Dataset entries
+++

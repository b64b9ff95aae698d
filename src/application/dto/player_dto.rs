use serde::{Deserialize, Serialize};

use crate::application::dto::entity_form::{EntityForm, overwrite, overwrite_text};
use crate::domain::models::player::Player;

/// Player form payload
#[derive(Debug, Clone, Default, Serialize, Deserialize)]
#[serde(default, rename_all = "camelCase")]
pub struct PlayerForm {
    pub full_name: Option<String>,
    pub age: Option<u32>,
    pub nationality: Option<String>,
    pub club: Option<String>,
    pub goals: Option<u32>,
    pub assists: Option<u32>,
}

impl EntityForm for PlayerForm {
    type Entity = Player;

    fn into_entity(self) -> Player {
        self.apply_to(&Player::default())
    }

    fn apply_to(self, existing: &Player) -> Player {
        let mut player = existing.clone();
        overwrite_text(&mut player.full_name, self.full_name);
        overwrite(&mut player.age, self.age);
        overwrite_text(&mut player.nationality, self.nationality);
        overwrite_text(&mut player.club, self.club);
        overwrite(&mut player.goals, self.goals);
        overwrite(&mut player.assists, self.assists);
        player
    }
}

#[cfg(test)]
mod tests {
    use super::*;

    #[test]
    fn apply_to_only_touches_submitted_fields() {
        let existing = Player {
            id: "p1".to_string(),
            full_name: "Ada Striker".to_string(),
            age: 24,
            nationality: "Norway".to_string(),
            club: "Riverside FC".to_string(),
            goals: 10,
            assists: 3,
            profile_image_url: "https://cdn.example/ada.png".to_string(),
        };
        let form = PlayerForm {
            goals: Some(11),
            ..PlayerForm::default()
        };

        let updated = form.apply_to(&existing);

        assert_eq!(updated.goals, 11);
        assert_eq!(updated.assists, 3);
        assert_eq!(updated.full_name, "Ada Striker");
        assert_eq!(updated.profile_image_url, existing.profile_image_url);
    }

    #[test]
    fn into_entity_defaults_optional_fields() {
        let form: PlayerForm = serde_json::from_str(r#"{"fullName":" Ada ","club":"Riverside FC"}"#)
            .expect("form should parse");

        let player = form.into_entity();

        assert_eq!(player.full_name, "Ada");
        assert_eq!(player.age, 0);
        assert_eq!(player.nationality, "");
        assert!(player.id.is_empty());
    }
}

+++

• [PROBLEM DETAILS] Using the entries above, state the number of lines that include "goals". Add nothing else.

• [SOLUTION BELOW] 5